Who knows Hanks’ motives for playing Mr Rogers. The adreno-angle was not yet widely broadcast, but his degenerate fetish for photographing items of clothing at road sides, his response to accuser Isaac Kappy’s demise, and his appearance on Jimmy Kimmel had all been duly noted. Perhaps he thought someone so universally beloved would clear up any “misconceptions” through osmosis (hey, it earned him a Golden Globe nomination – he even managed a subsequent Oscar nod – although the debit was Ricky Gervais accusing the entire assembly of being paedos). Or perhaps he actively intended to besmirch the legacy of Mr Rogers, presenting him in exactly the manner he appeared to me here (many do genuinely seem to adore the movie, so go figure). Sully – ahem – those Godfearing, ultra-benevolent values, burying them beneath a smog of gimlet-eyed insincerity and the kind of impression of the man that could doubtless be bested by any diligent seven-year-old. Or their pet turtle.

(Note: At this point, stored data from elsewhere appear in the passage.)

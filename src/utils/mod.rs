//! Utilities
//!
//! Common utilities used throughout the application.

pub mod error;
pub mod paths;

pub use error::*;
pub use paths::*;
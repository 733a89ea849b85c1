//! Local-Only Lifecycle Tests
//!
//! With the shared pool disabled, glyphs and identity live in the device's
//! local storage file and survive restarts.

use std::path::Path;

use glyph_pool::models::settings::AppConfig;
use glyph_pool::state::AppState;
use glyph_pool::storage::local_storage::SqliteLocalStorage;
use glyph_pool_core::{local_glyph_key, CoreError, LocalStorage, Provenance};
use glyph_pool::AppError;

const IMG_X: &str = "data:image/png;base64,WA==";
const IMG_Y: &str = "data:image/png;base64,WQ==";

fn local_config(dir: &Path) -> AppConfig {
    AppConfig {
        remote_enabled: false,
        remote_database_path: Some(dir.join("pool.db").to_string_lossy().to_string()),
        local_storage_path: Some(dir.join("local.db").to_string_lossy().to_string()),
        ..AppConfig::default()
    }
}

#[tokio::test]
async fn test_glyphs_survive_restart() {
    let dir = tempfile::tempdir().unwrap();
    let config = local_config(dir.path());

    let (identity, key) = {
        let state = AppState::from_config(&config, false).unwrap();
        assert!(!state.glyph_store().is_remote_available());
        let key = state.save("x", IMG_X).await.unwrap();
        (state.identity(), key)
    };
    assert_eq!(key, local_glyph_key(&identity, "x"));

    let restarted = AppState::from_config(&config, false).unwrap();
    assert_eq!(restarted.identity(), identity);

    let resolution = restarted.resolve(&["x", "y"]).await;
    assert_eq!(resolution.len(), 1);
    assert_eq!(resolution["x"].image, IMG_X);
    assert_eq!(resolution["x"].provenance, Provenance::Own);

    // No pool was ever created.
    assert!(!dir.path().join("pool.db").exists());
}

#[tokio::test]
async fn test_resave_overwrites_local_glyph() {
    let dir = tempfile::tempdir().unwrap();
    let state = AppState::from_config(&local_config(dir.path()), false).unwrap();

    let first = state.save("x", IMG_X).await.unwrap();
    let second = state.save("x", IMG_Y).await.unwrap();
    assert_eq!(first, second);

    let own = state
        .glyph_store()
        .load_own_artifacts(&state.identity())
        .await
        .unwrap();
    assert_eq!(own.len(), 1);
    assert_eq!(own["x"], IMG_Y);
}

#[tokio::test]
async fn test_other_identities_on_same_file_are_ignored() {
    let dir = tempfile::tempdir().unwrap();
    let config = local_config(dir.path());
    let state = AppState::from_config(&config, false).unwrap();
    state.save("x", IMG_X).await.unwrap();

    // A stray entry from another identity sharing the file.
    let storage = SqliteLocalStorage::open(dir.path().join("local.db"), config.local_quota_bytes)
        .unwrap();
    storage
        .set_item(&local_glyph_key("user_0_other", "y"), IMG_Y)
        .unwrap();

    let own = state
        .glyph_store()
        .load_own_artifacts(&state.identity())
        .await
        .unwrap();
    assert_eq!(own.keys().map(String::as_str).collect::<Vec<_>>(), vec!["x"]);

    // No pool, so nobody else's glyphs are reachable either.
    let resolution = state.resolve(&["y"]).await;
    assert!(resolution.is_empty());
}

#[tokio::test]
async fn test_quota_exhaustion_is_storage_unavailable() {
    let dir = tempfile::tempdir().unwrap();
    let mut config = local_config(dir.path());
    config.local_quota_bytes = 256;
    let state = AppState::from_config(&config, false).unwrap();

    let huge = format!("data:image/png;base64,{}", "A".repeat(1024));
    let err = state.save("x", &huge).await.unwrap_err();
    assert!(matches!(err, AppError::Glyph(CoreError::StorageUnavailable(_))));
    assert!(err.hint().is_some());

    // The failed write left nothing behind.
    let resolution = state.resolve(&["x"]).await;
    assert!(resolution.is_empty());
}

#[tokio::test]
async fn test_local_only_flag_overrides_enabled_pool() {
    let dir = tempfile::tempdir().unwrap();
    let mut config = local_config(dir.path());
    config.remote_enabled = true;

    let state = AppState::from_config(&config, true).unwrap();
    let key = state.save("x", IMG_X).await.unwrap();
    assert!(key.starts_with("glyph:"));
    assert!(!dir.path().join("pool.db").exists());
}
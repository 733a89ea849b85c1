//! Cross-Platform Path Utilities
//!
//! Resolves the glyph-pool data directory (~/.glyph-pool/) and the files in it.

use std::path::{Path, PathBuf};

use crate::utils::error::{AppError, AppResult};

/// Get the user's home directory
pub fn home_dir() -> AppResult<PathBuf> {
    dirs::home_dir().ok_or_else(|| AppError::config("Could not determine home directory"))
}

/// Get the Glyph Pool directory (~/.glyph-pool/)
pub fn glyph_pool_dir() -> AppResult<PathBuf> {
    Ok(home_dir()?.join(".glyph-pool"))
}

/// Get the config file path (~/.glyph-pool/config.json)
pub fn config_path() -> AppResult<PathBuf> {
    Ok(glyph_pool_dir()?.join("config.json"))
}

/// Get the default shared pool database path (~/.glyph-pool/pool.db)
pub fn default_pool_database_path() -> AppResult<PathBuf> {
    Ok(glyph_pool_dir()?.join("pool.db"))
}

/// Get the default device-local storage path (~/.glyph-pool/local.db)
pub fn default_local_storage_path() -> AppResult<PathBuf> {
    Ok(glyph_pool_dir()?.join("local.db"))
}

/// Ensure a directory exists, creating it if necessary
pub fn ensure_dir(path: &Path) -> AppResult<()> {
    if !path.exists() {
        std::fs::create_dir_all(path)?;
    }
    Ok(())
}

/// Ensure the parent directory of a file path exists
pub fn ensure_parent_dir(path: &Path) -> AppResult<()> {
    match path.parent() {
        Some(parent) if !parent.as_os_str().is_empty() => ensure_dir(parent),
        _ => Ok(()),
    }
}
//! Device-Local Storage
//!
//! Flat key-value storage that never leaves the device, with a byte quota
//! like a browser origin's local storage. Keys and values both count towards
//! the quota. Overwriting a key replaces its value.
//!
//! - `SqliteLocalStorage` - persisted in a `local_kv` table
//! - `MemoryLocalStorage` - process-lifetime only
//! - `UnavailableLocalStorage` - stands in for a store that could not be
//!   opened; every call fails with `StorageUnavailable`

use std::collections::BTreeMap;
use std::path::Path;
use std::sync::{Arc, Mutex};

use glyph_pool_core::{CoreError, CoreResult, LocalStorage};
use rusqlite::{params, OptionalExtension, TransactionBehavior};

use crate::models::settings::DEFAULT_LOCAL_QUOTA_BYTES;
use crate::storage::database::{local_error, Database, DbConnection};
use crate::utils::error::AppResult;

fn entry_size(key: &str, value: &str) -> u64 {
    (key.len() + value.len()) as u64
}

fn quota_exceeded(needed: u64, quota: u64) -> CoreError {
    CoreError::storage_unavailable(format!(
        "local storage quota exceeded ({} of {} bytes)",
        needed, quota
    ))
}

// ---------------------------------------------------------------------------
// SQLite-backed
// ---------------------------------------------------------------------------

/// Local storage persisted in a device-local SQLite file.
#[derive(Clone)]
pub struct SqliteLocalStorage {
    database: Arc<Database>,
    quota_bytes: u64,
}

impl SqliteLocalStorage {
    pub fn new(database: Arc<Database>, quota_bytes: u64) -> AppResult<Self> {
        let storage = Self {
            database,
            quota_bytes,
        };
        storage.init_schema()?;
        Ok(storage)
    }

    /// Open the local storage file at `path`.
    pub fn open(path: impl AsRef<Path>, quota_bytes: u64) -> AppResult<Self> {
        Self::new(Arc::new(Database::open(path)?), quota_bytes)
    }

    pub fn in_memory() -> AppResult<Self> {
        Self::new(Arc::new(Database::new_in_memory()?), DEFAULT_LOCAL_QUOTA_BYTES)
    }

    pub fn quota_bytes(&self) -> u64 {
        self.quota_bytes
    }

    fn init_schema(&self) -> AppResult<()> {
        let conn = self.database.get_connection()?;
        conn.execute(
            "CREATE TABLE IF NOT EXISTS local_kv (
                key TEXT PRIMARY KEY,
                value TEXT NOT NULL
            )",
            [],
        )?;
        Ok(())
    }

    fn connection(&self) -> CoreResult<DbConnection> {
        self.database
            .pool()
            .get()
            .map_err(|e| local_error("Failed to open local storage", e))
    }
}

impl LocalStorage for SqliteLocalStorage {
    fn get_item(&self, key: &str) -> CoreResult<Option<String>> {
        let conn = self.connection()?;
        conn.query_row(
            "SELECT value FROM local_kv WHERE key = ?1",
            params![key],
            |row| row.get(0),
        )
        .optional()
        .map_err(|e| local_error("Failed to read local storage", e))
    }

    fn set_item(&self, key: &str, value: &str) -> CoreResult<()> {
        let mut conn = self.connection()?;
        let tx = conn
            .transaction_with_behavior(TransactionBehavior::Immediate)
            .map_err(|e| local_error("Failed to write local storage", e))?;

        let used: i64 = tx
            .query_row(
                "SELECT COALESCE(SUM(length(CAST(key AS BLOB)) + length(CAST(value AS BLOB))), 0)
                 FROM local_kv WHERE key != ?1",
                params![key],
                |row| row.get(0),
            )
            .map_err(|e| local_error("Failed to measure local storage", e))?;

        let needed = used.max(0) as u64 + entry_size(key, value);
        if needed > self.quota_bytes {
            return Err(quota_exceeded(needed, self.quota_bytes));
        }

        tx.execute(
            "INSERT INTO local_kv (key, value) VALUES (?1, ?2)
             ON CONFLICT(key) DO UPDATE SET value = excluded.value",
            params![key, value],
        )
        .map_err(|e| local_error("Failed to write local storage", e))?;

        tx.commit()
            .map_err(|e| local_error("Failed to write local storage", e))
    }

    fn entries_with_prefix(&self, prefix: &str) -> CoreResult<Vec<(String, String)>> {
        let conn = self.connection()?;
        // substr() rather than LIKE: identities and characters may contain % or _.
        let mut stmt = conn
            .prepare(
                "SELECT key, value FROM local_kv
                 WHERE substr(key, 1, length(?1)) = ?1
                 ORDER BY key",
            )
            .map_err(|e| local_error("Failed to scan local storage", e))?;

        let rows = stmt
            .query_map(params![prefix], |row| Ok((row.get(0)?, row.get(1)?)))
            .map_err(|e| local_error("Failed to scan local storage", e))?;

        rows.collect::<Result<Vec<_>, _>>()
            .map_err(|e| local_error("Failed to scan local storage", e))
    }
}

// ---------------------------------------------------------------------------
// In-memory
// ---------------------------------------------------------------------------

/// Local storage that lives only as long as the process.
#[derive(Debug, Default)]
pub struct MemoryLocalStorage {
    entries: Mutex<BTreeMap<String, String>>,
    quota_bytes: Option<u64>,
}

impl MemoryLocalStorage {
    /// Unbounded storage.
    pub fn new() -> Self {
        Self::default()
    }

    /// Storage refusing writes beyond `quota_bytes`.
    pub fn with_quota(quota_bytes: u64) -> Self {
        Self {
            entries: Mutex::new(BTreeMap::new()),
            quota_bytes: Some(quota_bytes),
        }
    }

    pub fn len(&self) -> usize {
        self.entries.lock().map(|e| e.len()).unwrap_or(0)
    }

    pub fn is_empty(&self) -> bool {
        self.len() == 0
    }
}

impl LocalStorage for MemoryLocalStorage {
    fn get_item(&self, key: &str) -> CoreResult<Option<String>> {
        let entries = self
            .entries
            .lock()
            .map_err(|_| CoreError::storage_unavailable("local storage lock poisoned"))?;
        Ok(entries.get(key).cloned())
    }

    fn set_item(&self, key: &str, value: &str) -> CoreResult<()> {
        let mut entries = self
            .entries
            .lock()
            .map_err(|_| CoreError::storage_unavailable("local storage lock poisoned"))?;

        if let Some(quota) = self.quota_bytes {
            let used: u64 = entries
                .iter()
                .filter(|(k, _)| k.as_str() != key)
                .map(|(k, v)| entry_size(k, v))
                .sum();
            let needed = used + entry_size(key, value);
            if needed > quota {
                return Err(quota_exceeded(needed, quota));
            }
        }

        entries.insert(key.to_string(), value.to_string());
        Ok(())
    }

    fn entries_with_prefix(&self, prefix: &str) -> CoreResult<Vec<(String, String)>> {
        let entries = self
            .entries
            .lock()
            .map_err(|_| CoreError::storage_unavailable("local storage lock poisoned"))?;
        Ok(entries
            .iter()
            .filter(|(k, _)| k.starts_with(prefix))
            .map(|(k, v)| (k.clone(), v.clone()))
            .collect())
    }
}

// ---------------------------------------------------------------------------
// Unavailable
// ---------------------------------------------------------------------------

/// Local storage that could not be opened. Nothing is ever accepted, so
/// writes fail loudly instead of vanishing at process exit.
#[derive(Debug, Clone)]
pub struct UnavailableLocalStorage {
    reason: String,
}

impl UnavailableLocalStorage {
    pub fn new(reason: impl Into<String>) -> Self {
        Self {
            reason: reason.into(),
        }
    }

    fn error(&self) -> CoreError {
        CoreError::storage_unavailable(format!("local storage unavailable: {}", self.reason))
    }
}

impl LocalStorage for UnavailableLocalStorage {
    fn get_item(&self, _key: &str) -> CoreResult<Option<String>> {
        Err(self.error())
    }

    fn set_item(&self, _key: &str, _value: &str) -> CoreResult<()> {
        Err(self.error())
    }

    fn entries_with_prefix(&self, _prefix: &str) -> CoreResult<Vec<(String, String)>> {
        Err(self.error())
    }
}
//! Storage Layer
//!
//! Handles all data persistence: the shared pool database, device-local
//! key-value storage, and JSON config.

pub mod config;
pub mod database;
pub mod document_store;
pub mod local_storage;

pub use config::*;
pub use database::*;
pub use document_store::*;
pub use local_storage::*;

I first became aware of Mr Rogers, ironically enough, due to Joe Dante’s classic The ’Burbs, a tale warning how we shouldn’t jump to conclusions about very public creeps until it turns out our suspicions are entirely justified. Hanks gives possibly his best performance in the movie – it’s a comic performance, so he naturally nurses no fond memories of the experience – and at one point, he awakes from a Satanic nightmare (hmmm) to the dulcet crooning of Mr Rogers. Latterly, I saw the very good 2018 documentary on the man, Won’t You Be My Neighbour? Which, as documentaries often do, made entirely redundant any inclination to dramatise the subject matter and simultaneously spurred Hollywood on to do exactly that.

Besides the difficulty of attempting to mimic genuineness – since acting is itself artifice, you need a very fine thesp indeed to reproduce something so mercurial and inimical to the medium, or simply a very nice one – Hanks, who is nothing if not plump, has been made up to resemble The Hood off Thunderbirds. I can’t stress this enough, but rather than attentive warmth, Hanks exudes clipped, reserved vacuity: a hollow shell. Mr Rogers’ habit of taking photos of his guests only puts one in mind of actual Tom’s (or it his twin brother’s now?) depraved habit: “Can I take your picture?” asks Mr Rogers of a small boy. Wouldn’t you rather take one of his distressed, abandoned sock, Tom?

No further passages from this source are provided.